Stephane Bancel said at a NASDAQ event that Moderna will require ‘more resources’  to produce the billion doses it hopes to make. 

However, the company reaffirmed on Thursday that it will make its goal of producing 20 million doses of its COVID-19 vaccine for the U.S. by the end of 2020. 

Both announcements followed Pfizer‘s admission that it will not hit its 2020 goal of 100 million doses worldwide, instead promising 50 million, enough to vaccinate 25 million people with the two-dose regimen.  

Moderna’s coronavirus vaccine was also shown to likely protects people for at least three months in a new National Institutes of Health (NIH) study published Thursday.  

Moderna is on  track to meet the lower end of its goal of making 50 million doses of coronavirus vaccine in 2021 – but will need  ‘more resources’ to hit its loftier aim of 1 billion doses, CEO Stephane Bancel said Friday 

Participants who got injected for the firm’s phase 1 safety study earlier this year still had antibody levels well above baseline three months after they got their second booster shot of the vaccine, the new National Institutes of Health (NIH) study found.

Moderna’s vaccine was 94.5 percent effective at preventing COVID-19 in its final trial before it applied for emergency Food and Drug Administration (FDA) approval on Monday. 

The latest study offers hope that the two-dose shot regimen will keep working for months after the second one is given, which could prevent more infections and spare the U.S. the cost of repeated rounds of vaccination. 

It’s a double-win for Moderna, which also reaffirmed on Thursday that it will be able to deliver 20 million doses of its vaccine to the U.S. by year-end after Pfizer admitted it will only be able to distribute 50 million doses  – half its promised 100 million – worldwide the end of 2020. 

Moderna initially vaccinated 34 healthy adults aged 18 and older in March, simply to test the safety of the coronavirus vaccine they were developing – not to test whether it works. 

Stephane Bancel said the company is 'comfortable' making  500 million doses next year during a Nasdaq event

Stephane Bancel said the company is ‘comfortable’ making  500 million doses next year during a Nasdaq event 

About two months (57 days) after the participants’ first doses, researchers followed up with the group and found that they were not having serious side effects from the vaccine, a critical sign that  it wasn’t dangerous. 

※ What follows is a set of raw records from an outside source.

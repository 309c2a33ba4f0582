//! Auction Completion transition table.

use chrono::{DateTime, Utc};
use common::Money;
use saga::{
    DefinitionError, Saga, SagaDefinition, SagaInstance, TimeoutSpec, TransitionContext,
    TransitionRule,
};
use serde::{Deserialize, Serialize};
use uuid::Uuid;

use super::commands::*;
use super::events::*;
use super::state::AuctionCompletionState;
use crate::compensation;
use crate::milestones;

/// Minutes allowed for the whole settlement, and for each compensation
/// attempt.
pub const AUCTION_COMPLETION_TIMEOUT_MINUTES: i64 = 10;

/// Prefix of the reason recorded when notifications did not all go out.
pub const NOTIFICATIONS_PARTIAL_PREFIX: &str = "Notifications partially failed";

const TIMEOUT_REASON: &str = "timeout";

/// Business fields carried by an Auction Completion instance.
#[derive(Debug, Clone, Default, PartialEq, Serialize, Deserialize)]
pub struct AuctionCompletionData {
    pub auction_id: Uuid,
    pub seller_id: Uuid,
    pub seller_username: String,
    pub winner_id: Option<Uuid>,
    pub winner_username: Option<String>,
    pub winning_bid: Option<Money>,
    pub item_title: String,
    pub ended_at: Option<DateTime<Utc>>,
    pub order_id: Option<Uuid>,
    #[serde(default)]
    pub revert_attempts: u32,
}

impl AuctionCompletionData {
    /// Returns the winner and the winning bid, if the auction sold.
    pub fn sale(&self) -> Option<(Uuid, Money)> {
        self.winner_id.zip(self.winning_bid)
    }
}

/// Settles an auction that reached its end: creates the winner's order,
/// then notifies both parties. An auction without a winner skips straight
/// to notifying the seller.
#[derive(Debug, Clone, Copy)]
pub struct AuctionCompletionSaga;

impl Saga for AuctionCompletionSaga {
    type State = AuctionCompletionState;
    type Data = AuctionCompletionData;
    type Event = AuctionCompletionEvent;
    type Command = AuctionCompletionCommand;

    fn saga_type() -> &'static str {
        "AuctionCompletion"
    }

    fn definition() -> Result<SagaDefinition<Self>, DefinitionError> {
        use AuctionCompletionState::*;

        SagaDefinition::builder()
            .start_with(AUCTION_COMPLETION_SAGA_STARTED)
            .events(&[
                AUCTION_ORDER_CREATED,
                AUCTION_ORDER_CREATION_FAILED,
                NOTIFICATIONS_SENT,
                NOTIFICATIONS_FAILED,
                AUCTION_COMPLETION_REVERTED,
            ])
            .timeout(
                TimeoutSpec::new(
                    chrono::Duration::minutes(AUCTION_COMPLETION_TIMEOUT_MINUTES),
                    AUCTION_COMPLETION_SAGA_TIMED_OUT,
                    timeout_message,
                )
                .active_in(&[CreatingOrder, SendingNotifications, Compensating]),
            )
            .rule(
                TransitionRule::on(Initial, AUCTION_COMPLETION_SAGA_STARTED)
                    .branch(&[CreatingOrder, SendingNotifications], start)
                    .schedule_timeout(),
            )
            .rule(
                TransitionRule::on(CreatingOrder, AUCTION_ORDER_CREATED)
                    .goto(SendingNotifications, order_created),
            )
            .rule(
                TransitionRule::on(CreatingOrder, AUCTION_ORDER_CREATION_FAILED)
                    .goto(Compensating, order_creation_failed)
                    .schedule_timeout(),
            )
            .rule(
                TransitionRule::on(CreatingOrder, AUCTION_COMPLETION_SAGA_TIMED_OUT)
                    .goto(Compensating, revert_on_timeout)
                    .schedule_timeout(),
            )
            .rule(
                TransitionRule::on(SendingNotifications, NOTIFICATIONS_SENT)
                    .goto(Completed, notifications_sent),
            )
            .rule(
                TransitionRule::on(SendingNotifications, NOTIFICATIONS_FAILED)
                    .goto(Completed, notifications_failed),
            )
            .rule(
                TransitionRule::on(SendingNotifications, AUCTION_COMPLETION_SAGA_TIMED_OUT)
                    .goto(Completed, notifications_timed_out),
            )
            .rule(
                TransitionRule::on(Compensating, AUCTION_COMPLETION_REVERTED)
                    .goto(Failed, completion_reverted),
            )
            .rule(
                TransitionRule::on(Compensating, AUCTION_COMPLETION_SAGA_TIMED_OUT)
                    .branch(&[Compensating, Failed], retry_revert)
                    .schedule_timeout(),
            )
            .build()
    }
}

type Ctx<'a> = TransitionContext<'a, AuctionCompletionSaga>;

fn timeout_message(
    instance: &SagaInstance<AuctionCompletionSaga>,
    due_at: DateTime<Utc>,
) -> AuctionCompletionEvent {
    AuctionCompletionEvent::AuctionCompletionSagaTimedOut(AuctionCompletionTimedOutData {
        correlation_id: instance.correlation_id(),
        auction_id: instance.data().auction_id,
        timed_out_at: due_at,
    })
}

fn start(ctx: &mut Ctx<'_>, event: &AuctionCompletionEvent) -> AuctionCompletionState {
    if let AuctionCompletionEvent::AuctionCompletionSagaStarted(e) = event {
        *ctx.data_mut() = AuctionCompletionData {
            auction_id: e.auction_id,
            seller_id: e.seller_id,
            seller_username: e.seller_username.clone(),
            winner_id: e.winner_id,
            winner_username: e.winner_username.clone(),
            winning_bid: e.winning_bid,
            item_title: e.item_title.clone(),
            ended_at: Some(e.ended_at),
            order_id: None,
            revert_attempts: 0,
        };
    }

    let data = ctx.data();
    let Some((buyer_id, winning_bid)) = data.sale() else {
        tracing::info!(
            correlation_id = %ctx.correlation_id(),
            auction_id = %data.auction_id,
            "auction ended without a winner"
        );
        publish_notifications(ctx);
        return AuctionCompletionState::SendingNotifications;
    };

    let command = CreateAuctionOrder {
        correlation_id: ctx.correlation_id(),
        auction_id: data.auction_id,
        buyer_id,
        buyer_username: data.winner_username.clone().unwrap_or_default(),
        seller_id: data.seller_id,
        seller_username: data.seller_username.clone(),
        winning_bid,
        item_title: data.item_title.clone(),
    };
    ctx.publish(AuctionCompletionCommand::CreateAuctionOrder(command));
    AuctionCompletionState::CreatingOrder
}

fn order_created(ctx: &mut Ctx<'_>, event: &AuctionCompletionEvent) {
    if let AuctionCompletionEvent::AuctionOrderCreated(e) = event {
        ctx.data_mut().order_id = Some(e.order_id);
    }
    ctx.milestone(milestones::ORDER_CREATED);
    publish_notifications(ctx);
}

fn order_creation_failed(ctx: &mut Ctx<'_>, event: &AuctionCompletionEvent) {
    let reason = match event {
        AuctionCompletionEvent::AuctionOrderCreationFailed(e) => e.reason.clone(),
        _ => "order creation failed".to_string(),
    };
    begin_revert(ctx, reason);
}

fn revert_on_timeout(ctx: &mut Ctx<'_>, _: &AuctionCompletionEvent) {
    begin_revert(ctx, TIMEOUT_REASON.to_string());
}

fn notifications_sent(ctx: &mut Ctx<'_>, _: &AuctionCompletionEvent) {
    ctx.milestone(milestones::NOTIFIED);
    finish(ctx, true);
}

// Notifications are best effort: the sale stands even if they fail.
fn notifications_failed(ctx: &mut Ctx<'_>, event: &AuctionCompletionEvent) {
    let reason = match event {
        AuctionCompletionEvent::NotificationsFailed(e) => e.reason.as_str(),
        _ => "unknown",
    };
    ctx.fail(format!("{NOTIFICATIONS_PARTIAL_PREFIX}: {reason}"));
    finish(ctx, true);
}

fn notifications_timed_out(ctx: &mut Ctx<'_>, _: &AuctionCompletionEvent) {
    ctx.fail(format!("{NOTIFICATIONS_PARTIAL_PREFIX}: {TIMEOUT_REASON}"));
    finish(ctx, true);
}

fn completion_reverted(ctx: &mut Ctx<'_>, _: &AuctionCompletionEvent) {
    ctx.milestone(milestones::COMPENSATED);
    finish(ctx, false);
}

fn retry_revert(ctx: &mut Ctx<'_>, _: &AuctionCompletionEvent) -> AuctionCompletionState {
    let limit = ctx.compensation_retry_limit();
    if compensation::try_again(&mut ctx.data_mut().revert_attempts, limit) {
        let reason = ctx.failure_reason().unwrap_or(TIMEOUT_REASON).to_string();
        publish_revert(ctx, reason);
        return AuctionCompletionState::Compensating;
    }

    let reason = compensation::unconfirmed_reason(ctx.failure_reason());
    ctx.fail(reason);
    ctx.escalate();
    finish(ctx, false);
    AuctionCompletionState::Failed
}

fn begin_revert(ctx: &mut Ctx<'_>, reason: String) {
    ctx.fail(reason.clone());
    ctx.milestone(milestones::COMPENSATION_STARTED);
    publish_revert(ctx, reason);
}

fn publish_revert(ctx: &mut Ctx<'_>, reason: String) {
    let command = RevertAuctionCompletion {
        correlation_id: ctx.correlation_id(),
        auction_id: ctx.data().auction_id,
        reason,
    };
    ctx.publish(AuctionCompletionCommand::RevertAuctionCompletion(command));
}

fn publish_notifications(ctx: &mut Ctx<'_>) {
    let data = ctx.data();
    let command = SendAuctionNotifications {
        correlation_id: ctx.correlation_id(),
        auction_id: data.auction_id,
        order_id: data.order_id,
        seller_username: data.seller_username.clone(),
        winner_username: data.sale().and(data.winner_username.clone()),
        item_title: data.item_title.clone(),
        winning_bid: data.sale().map(|(_, bid)| bid),
    };
    ctx.publish(AuctionCompletionCommand::SendAuctionNotifications(command));
}

fn finish(ctx: &mut Ctx<'_>, success: bool) {
    ctx.milestone(if success {
        milestones::COMPLETED
    } else {
        milestones::FAILED
    });

    let data = ctx.data();
    let command = AuctionCompletionSagaCompleted {
        correlation_id: ctx.correlation_id(),
        auction_id: data.auction_id,
        order_id: data.order_id,
        success,
        failure_reason: ctx.failure_reason().map(str::to_string),
        completed_at: ctx.now(),
    };
    ctx.publish(AuctionCompletionCommand::AuctionCompletionSagaCompleted(command));
}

They also tested the group’s blood and found hints that the vaccine might be working.  

Vaccinated people, they found, had developed even higher levels of antibodies and immune cells to fight the virus than people who had recovered from COVID-19 itself. 

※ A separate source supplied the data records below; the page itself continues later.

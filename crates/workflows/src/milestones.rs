//! Milestone names recorded on saga instances.

pub const RESERVED: &str = "reserved";
pub const ORDER_CREATED: &str = "order_created";
pub const NOTIFIED: &str = "notified";
pub const COMPENSATION_STARTED: &str = "compensation_started";
pub const COMPENSATED: &str = "compensated";
pub const COMPLETED: &str = "completed";
pub const FAILED: &str = "failed";
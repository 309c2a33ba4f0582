//! Messages the Auction Completion saga publishes.

use chrono::{DateTime, Utc};
use common::{CorrelationId, Money};
use saga::OutboundMessage;
use serde::{Deserialize, Serialize};
use uuid::Uuid;

/// Outbound messages of the Auction Completion saga.
#[derive(Debug, Clone, PartialEq, Serialize, Deserialize)]
#[serde(tag = "type", content = "data")]
pub enum AuctionCompletionCommand {
    /// Asks the order service to create the winner's order.
    CreateAuctionOrder(CreateAuctionOrder),

    /// Asks the notification service to tell buyer and seller the result.
    SendAuctionNotifications(SendAuctionNotifications),

    /// Compensation: asks the auction service to undo the completion.
    RevertAuctionCompletion(RevertAuctionCompletion),

    /// Final result of the saga.
    AuctionCompletionSagaCompleted(AuctionCompletionSagaCompleted),
}

impl OutboundMessage for AuctionCompletionCommand {
    fn message_type(&self) -> &'static str {
        match self {
            AuctionCompletionCommand::CreateAuctionOrder(_) => "CreateAuctionOrder",
            AuctionCompletionCommand::SendAuctionNotifications(_) => "SendAuctionNotifications",
            AuctionCompletionCommand::RevertAuctionCompletion(_) => "RevertAuctionCompletion",
            AuctionCompletionCommand::AuctionCompletionSagaCompleted(_) => {
                "AuctionCompletionSagaCompleted"
            }
        }
    }
}

#[derive(Debug, Clone, PartialEq, Serialize, Deserialize)]
pub struct CreateAuctionOrder {
    pub correlation_id: CorrelationId,
    pub auction_id: Uuid,
    pub buyer_id: Uuid,
    pub buyer_username: String,
    pub seller_id: Uuid,
    pub seller_username: String,
    pub winning_bid: Money,
    pub item_title: String,
}

/// Notification request. Without a winner, `order_id`, `winner_username`
/// and `winning_bid` are absent and the seller is told the item did not
/// sell.
#[derive(Debug, Clone, PartialEq, Serialize, Deserialize)]
pub struct SendAuctionNotifications {
    pub correlation_id: CorrelationId,
    pub auction_id: Uuid,
    pub order_id: Option<Uuid>,
    pub seller_username: String,
    pub winner_username: Option<String>,
    pub item_title: String,
    pub winning_bid: Option<Money>,
}

#[derive(Debug, Clone, PartialEq, Serialize, Deserialize)]
pub struct RevertAuctionCompletion {
    pub correlation_id: CorrelationId,
    pub auction_id: Uuid,
    pub reason: String,
}

#[derive(Debug, Clone, PartialEq, Serialize, Deserialize)]
pub struct AuctionCompletionSagaCompleted {
    pub correlation_id: CorrelationId,
    pub auction_id: Uuid,
    pub order_id: Option<Uuid>,
    pub success: bool,
    pub failure_reason: Option<String>,
    pub completed_at: DateTime<Utc>,
}
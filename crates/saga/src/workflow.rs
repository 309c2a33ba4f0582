//! The workflow trait tying states, messages and data together.

use serde::Serialize;
use serde::de::DeserializeOwned;
use std::fmt::Debug;

use crate::definition::{DefinitionError, SagaDefinition};
use crate::message::{OutboundMessage, SagaMessage};
use crate::state::SagaState;

/// A long-running workflow driven by a transition table.
///
/// Implemented on a marker type; the orchestrator is generic over it.
pub trait Saga: Sized + Send + Sync + 'static {
    /// The workflow's states.
    type State: SagaState;

    /// Business fields carried by each instance.
    type Data: Clone + Debug + Default + Serialize + DeserializeOwned + Send + Sync + 'static;

    /// Messages the workflow reacts to, including its own timeout.
    type Event: SagaMessage;

    /// Messages the workflow publishes.
    type Command: OutboundMessage;

    /// Returns the workflow type name stored with each instance.
    fn saga_type() -> &'static str;

    /// Builds and validates the transition table.
    fn definition() -> Result<SagaDefinition<Self>, DefinitionError>;
}
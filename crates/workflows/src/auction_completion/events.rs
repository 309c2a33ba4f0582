//! Messages the Auction Completion saga reacts to.

use chrono::{DateTime, Utc};
use common::{CorrelationId, Money};
use saga::SagaMessage;
use serde::{Deserialize, Serialize};
use uuid::Uuid;

pub const AUCTION_COMPLETION_SAGA_STARTED: &str = "AuctionCompletionSagaStarted";
pub const AUCTION_ORDER_CREATED: &str = "AuctionOrderCreated";
pub const AUCTION_ORDER_CREATION_FAILED: &str = "AuctionOrderCreationFailed";
pub const NOTIFICATIONS_SENT: &str = "NotificationsSent";
pub const NOTIFICATIONS_FAILED: &str = "NotificationsFailed";
pub const AUCTION_COMPLETION_REVERTED: &str = "AuctionCompletionReverted";
pub const AUCTION_COMPLETION_SAGA_TIMED_OUT: &str = "AuctionCompletionSagaTimedOut";

/// Inbound messages of the Auction Completion saga.
#[derive(Debug, Clone, Serialize, Deserialize)]
#[serde(tag = "type", content = "data")]
pub enum AuctionCompletionEvent {
    AuctionCompletionSagaStarted(AuctionEndedData),
    AuctionOrderCreated(AuctionOrderCreatedData),
    AuctionOrderCreationFailed(StepFailedData),
    NotificationsSent(NotifiedData),
    NotificationsFailed(StepFailedData),
    AuctionCompletionReverted(NotifiedData),
    AuctionCompletionSagaTimedOut(AuctionCompletionTimedOutData),
}

impl SagaMessage for AuctionCompletionEvent {
    fn message_type(&self) -> &'static str {
        use AuctionCompletionEvent::*;
        match self {
            AuctionCompletionSagaStarted(_) => AUCTION_COMPLETION_SAGA_STARTED,
            AuctionOrderCreated(_) => AUCTION_ORDER_CREATED,
            AuctionOrderCreationFailed(_) => AUCTION_ORDER_CREATION_FAILED,
            NotificationsSent(_) => NOTIFICATIONS_SENT,
            NotificationsFailed(_) => NOTIFICATIONS_FAILED,
            AuctionCompletionReverted(_) => AUCTION_COMPLETION_REVERTED,
            AuctionCompletionSagaTimedOut(_) => AUCTION_COMPLETION_SAGA_TIMED_OUT,
        }
    }

    fn correlation_id(&self) -> CorrelationId {
        use AuctionCompletionEvent::*;
        match self {
            AuctionCompletionSagaStarted(e) => e.correlation_id,
            AuctionOrderCreated(e) => e.correlation_id,
            AuctionOrderCreationFailed(e) | NotificationsFailed(e) => e.correlation_id,
            NotificationsSent(e) | AuctionCompletionReverted(e) => e.correlation_id,
            AuctionCompletionSagaTimedOut(e) => e.correlation_id,
        }
    }
}

/// An auction reached its end time.
///
/// The auction has a winner only when both `winner_id` and `winning_bid`
/// are present.
#[derive(Debug, Clone, Serialize, Deserialize)]
pub struct AuctionEndedData {
    pub correlation_id: CorrelationId,
    pub auction_id: Uuid,
    pub seller_id: Uuid,
    pub seller_username: String,
    #[serde(default)]
    pub winner_id: Option<Uuid>,
    #[serde(default)]
    pub winner_username: Option<String>,
    #[serde(default)]
    pub winning_bid: Option<Money>,
    pub item_title: String,
    pub ended_at: DateTime<Utc>,
}

#[derive(Debug, Clone, Serialize, Deserialize)]
pub struct AuctionOrderCreatedData {
    pub correlation_id: CorrelationId,
    pub order_id: Uuid,
}

#[derive(Debug, Clone, Serialize, Deserialize)]
pub struct StepFailedData {
    pub correlation_id: CorrelationId,
    pub reason: String,
}

#[derive(Debug, Clone, Serialize, Deserialize)]
pub struct NotifiedData {
    pub correlation_id: CorrelationId,
}

#[derive(Debug, Clone, Serialize, Deserialize)]
pub struct AuctionCompletionTimedOutData {
    pub correlation_id: CorrelationId,
    pub auction_id: Uuid,
    pub timed_out_at: DateTime<Utc>,
}
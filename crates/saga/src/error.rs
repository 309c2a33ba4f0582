//! Saga error types.

use common::CorrelationId;
use saga_store::StoreError;
use thiserror::Error;

use crate::definition::DefinitionError;

/// Errors that can occur during saga operations.
#[derive(Debug, Error)]
pub enum SagaError {
    /// The message carries no usable correlation ID, or no workflow
    /// declares its type.
    #[error("Unroutable message '{message_type}': {reason}")]
    Unroutable {
        message_type: String,
        reason: String,
    },

    /// The message type is known but its body could not be decoded.
    #[error("Malformed message '{message_type}': {source}")]
    MalformedMessage {
        message_type: String,
        #[source]
        source: serde_json::Error,
    },

    /// The stored instance kept changing underneath every retry.
    #[error("Saga {correlation_id}: persist conflict not resolved after {attempts} attempts")]
    ConflictRetriesExhausted {
        correlation_id: CorrelationId,
        attempts: u32,
    },

    /// A branching rule chose a target it did not declare.
    #[error("Rule ({state}, {event}) chose undeclared target {target}")]
    UndeclaredTarget {
        state: &'static str,
        event: &'static str,
        target: &'static str,
    },

    /// A stored record does not belong to the workflow that loaded it.
    #[error("Saga {correlation_id} is a {actual} instance, not {expected}")]
    SagaTypeMismatch {
        correlation_id: CorrelationId,
        expected: &'static str,
        actual: String,
    },

    /// A stored record is in a state the workflow does not define.
    #[error("Saga {correlation_id} is in unknown state '{state}'")]
    UnknownState {
        correlation_id: CorrelationId,
        state: String,
    },

    /// Two workflows declare the same message type.
    #[error("Message type '{message_type}' is already routed to {saga_type}")]
    DuplicateRoute {
        message_type: &'static str,
        saga_type: &'static str,
    },

    /// Publishing an outbound message failed.
    #[error("Publish failed: {0}")]
    Publish(String),

    /// The workflow definition failed validation.
    #[error(transparent)]
    Definition(#[from] DefinitionError),

    /// Saga store error.
    #[error("Saga store error: {0}")]
    Store(#[from] StoreError),

    /// Serialization error.
    #[error("Serialization error: {0}")]
    Serialization(#[from] serde_json::Error),
}

impl SagaError {
    /// Returns true if redelivering the same message can never succeed.
    pub fn is_permanent(&self) -> bool {
        matches!(
            self,
            SagaError::Unroutable { .. }
                | SagaError::MalformedMessage { .. }
                | SagaError::UndeclaredTarget { .. }
                | SagaError::SagaTypeMismatch { .. }
                | SagaError::UnknownState { .. }
        )
    }

    /// Returns true if this error is an optimistic-concurrency conflict.
    pub fn is_conflict(&self) -> bool {
        matches!(self, SagaError::Store(e) if e.is_conflict())
    }
}

/// Convenience type alias for saga results.
pub type Result<T> = std::result::Result<T, SagaError>;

But there was no telling how long the antibodies would stick around, or if the coronavirus would remain in the immune memory of those who were vaccinated. 

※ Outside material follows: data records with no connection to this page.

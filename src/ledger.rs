use chrono::{Local, NaiveDate};
use std::path::Path;

use crate::db::Db;
use crate::error::Result;

/// Source of "today" for every date-sensitive operation.
pub trait Clock {
    fn today(&self) -> NaiveDate;
}

#[derive(Debug, Clone, Copy, Default)]
pub struct SystemClock;

impl Clock for SystemClock {
    fn today(&self) -> NaiveDate {
        Local::now().date_naive()
    }
}

#[derive(Debug, Clone, Copy)]
pub struct FixedClock(pub NaiveDate);

impl Clock for FixedClock {
    fn today(&self) -> NaiveDate {
        self.0
    }
}

/// The accounting engine: a store plus a clock.
///
/// Operations live next to the entity they act on (`account`, `transfer`,
/// `schedule`, `adjustment`, `organization`). Every mutation runs inside a
/// single store transaction.
pub struct Ledger {
    pub(crate) db: Db,
    clock: Box<dyn Clock>,
}

impl Ledger {
    pub fn new(db: Db) -> Self {
        Self::with_clock(db, SystemClock)
    }

    pub fn with_clock(db: Db, clock: impl Clock + 'static) -> Self {
        Self {
            db,
            clock: Box::new(clock),
        }
    }

    pub fn open(path: &Path) -> Result<Self> {
        Ok(Self::new(Db::open_path(path)?))
    }

    pub fn open_in_memory() -> Result<Self> {
        Ok(Self::new(Db::open_in_memory()?))
    }

    pub fn set_clock(&mut self, clock: impl Clock + 'static) {
        self.clock = Box::new(clock);
    }

    pub fn today(&self) -> NaiveDate {
        self.clock.today()
    }

    pub fn db(&self) -> &Db {
        &self.db
    }
}
#![allow(dead_code)]

use chrono::NaiveDate;
use cuentas::{Account, AccountKind, FixedClock, Ledger, Money, NewAccount, Organization};

pub fn date(y: i32, m: u32, d: u32) -> NaiveDate {
    NaiveDate::from_ymd_opt(y, m, d).expect("valid date")
}

pub fn usd(major: i64) -> Money {
    Money::from_major(major)
}

/// An in-memory ledger pinned to `today`, with one organization.
pub fn ledger_on(today: NaiveDate) -> (Ledger, Organization) {
    let mut ledger = Ledger::open_in_memory().expect("in-memory ledger");
    ledger.set_clock(FixedClock(today));
    let org = ledger.create_organization("Acme").expect("organization");
    (ledger, org)
}

pub fn account(ledger: &mut Ledger, org: &Organization, name: &str, kind: AccountKind) -> Account {
    ledger
        .create_account(org.id, NewAccount::new(name, kind))
        .expect("account")
        .account
}

pub fn funded(
    ledger: &mut Ledger,
    org: &Organization,
    name: &str,
    kind: AccountKind,
    balance: Money,
) -> Account {
    ledger
        .create_account(org.id, NewAccount::new(name, kind).with_balance(balance))
        .expect("funded account")
        .account
}
impl Ledger {
    pub fn create_account(&mut self, organization: Uuid, new: NewAccount) -> Result<AccountCreated> {
        let mut errors = Errors::default();
        errors.check(!new.name.trim().is_empty(), "name can't be blank");
        errors.check(new.kind.is_some(), "kind can't be blank");
        let terms = new.credit_card.filter(|t| !t.is_empty());
        if let Some(terms) = &terms {
            terms.validate(&mut errors);
            if new.kind.is_some_and(|k| k != AccountKind::CreditCard) {
                errors.add("credit card terms are only allowed on credit card accounts");
            }
        }
        errors.finish()?;
        let kind = new.kind.ok_or_else(|| LedgerError::invalid("kind can't be blank"))?;

        let mut account = Account {
            id: Uuid::new_v4(),
            organization_id: organization,
            name: new.name.trim().to_string(),
            kind,
            debits: Money::ZERO,
            credits: Money::ZERO,
            active: true,
            credit_card: terms,
            created_at: Utc::now(),
        };
        if let Some(amount) = new.posted_balance {
            account.seed_posted_balance(amount)?;
        }

        let today = self.today();
        let created = self.db.write(|tx| {
            if db::get_organization(tx, organization)?.is_none() {
                return Err(LedgerError::not_found("organization", organization));
            }
            db::insert_account(tx, &account)?;

            let payment_schedule = match payment_schedule_for(&account, today) {
                Some(mut plan) => match db::first_cash_account(tx, organization)? {
                    Some(cash) => {
                        plan.credit_account_id = cash.id;
                        Some(crate::schedule::insert_schedule(tx, plan)?)
                    }
                    None => None,
                },
                None => None,
            };

            Ok(AccountCreated {
                account,
                payment_schedule,
            })
        })?;

        tracing::info!(
            account_id = %created.account.id,
            kind = %created.account.kind,
            payment_schedule = created.payment_schedule.is_some(),
            "account created"
        );
        Ok(created)
    }

    pub fn get_account(&self, id: Uuid) -> Result<Account> {
        db::get_account(self.db.conn(), id)?.ok_or_else(|| LedgerError::not_found("account", id))
    }

    pub fn list_accounts(&self, organization: Uuid) -> Result<Vec<Account>> {
        Ok(db::list_accounts(self.db.conn(), organization)?)
    }

    pub fn update_account(&mut self, id: Uuid, changes: AccountChanges) -> Result<Account> {
        if let Some(name) = &changes.name {
            if name.trim().is_empty() {
                return Err(LedgerError::invalid("name can't be blank"));
            }
        }
        self.db.write(|tx| {
            let mut account =
                db::get_account(tx, id)?.ok_or_else(|| LedgerError::not_found("account", id))?;
            if let Some(name) = changes.name {
                account.name = name.trim().to_string();
            }
            if let Some(active) = changes.active {
                account.active = active;
            }
            db::update_account_details(tx, &account)?;
            Ok(account)
        })
    }

    /// Seeds an account's posted balance, replacing both running totals.
    pub fn set_posted_balance(&mut self, id: Uuid, amount: Money) -> Result<Account> {
        let account = self.db.write(|tx| {
            let mut account =
                db::get_account(tx, id)?.ok_or_else(|| LedgerError::not_found("account", id))?;
            account.seed_posted_balance(amount)?;
            db::update_account_totals(tx, &account)?;
            Ok(account)
        })?;
        tracing::info!(account_id = %id, %amount, "posted balance seeded");
        Ok(account)
    }

    pub fn posted_balance(&self, id: Uuid) -> Result<Money> {
        Ok(self.get_account(id)?.posted_balance())
    }

    /// Polarity-signed sum of the pending transfers touching the account.
    pub fn pending_balance(&self, id: Uuid) -> Result<Money> {
        let account = self.get_account(id)?;
        let (debits, credits) = db::pending_sums(self.db.conn(), id)?;
        Ok(account.polarity().balance(debits, credits))
    }

    /// Polarity-signed sum of the scheduled occurrences from today through `as_of`.
    pub fn planned_balance(&self, id: Uuid, as_of: NaiveDate) -> Result<Money> {
        let account = self.get_account(id)?;
        let today = self.today();
        let conn = self.db.conn();

        let out_of_range = || LedgerError::invalid("planned balance is out of range");
        let mut debits = Money::ZERO;
        let mut credits = Money::ZERO;
        for schedule in db::schedules_touching(conn, id)? {
            let planned = crate::schedule::plan_through(conn, &schedule, as_of, today)?
                .into_iter()
                .filter(|t| t.pending_on >= today)
                .try_fold(Money::ZERO, |sum, t| sum.checked_add(t.amount))
                .ok_or_else(out_of_range)?;
            if schedule.debit_account_id == id {
                debits = debits.checked_add(planned).ok_or_else(out_of_range)?;
            }
            if schedule.credit_account_id == id {
                credits = credits.checked_add(planned).ok_or_else(out_of_range)?;
            }
        }
        Ok(account.polarity().balance(debits, credits))
    }
}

Three months, or 119 days, after the second booster dose of the vaccine (thought to be key to protection), those 34 participants still had elevated antibody levels, the new study published in the New England Journal of Medicine (NEJM) reveals. 

In fact, their levels of neutralizing antibodies thought to block the virus from entering human cells were higher than the levels seen in the blood of 41 recovering patients, bout 34 days after the survivors were diagnosed. 

Levels also stayed in people of all ages. 

As we age, our immune systems become weaker and slower, so they are less adept at ramping up a defense to fight off infections. 

That’s one of the reasons that coronavirus has proven so deadly for seniors. 

It also means that vaccines – which are designed to teach the body to combat a particular pathogen by triggering an immune response – often don’t work as well in older people. 

Unsurprisingly, antibody levels were about 55 percent higher in people ages 18 to 55, compared to those between 56 and 70 and 49 percent higher than antibody levels seen in people 71 and older. 

But they were still very much present and detectable, suggesting the patients would still likely have some protection against coronavirus.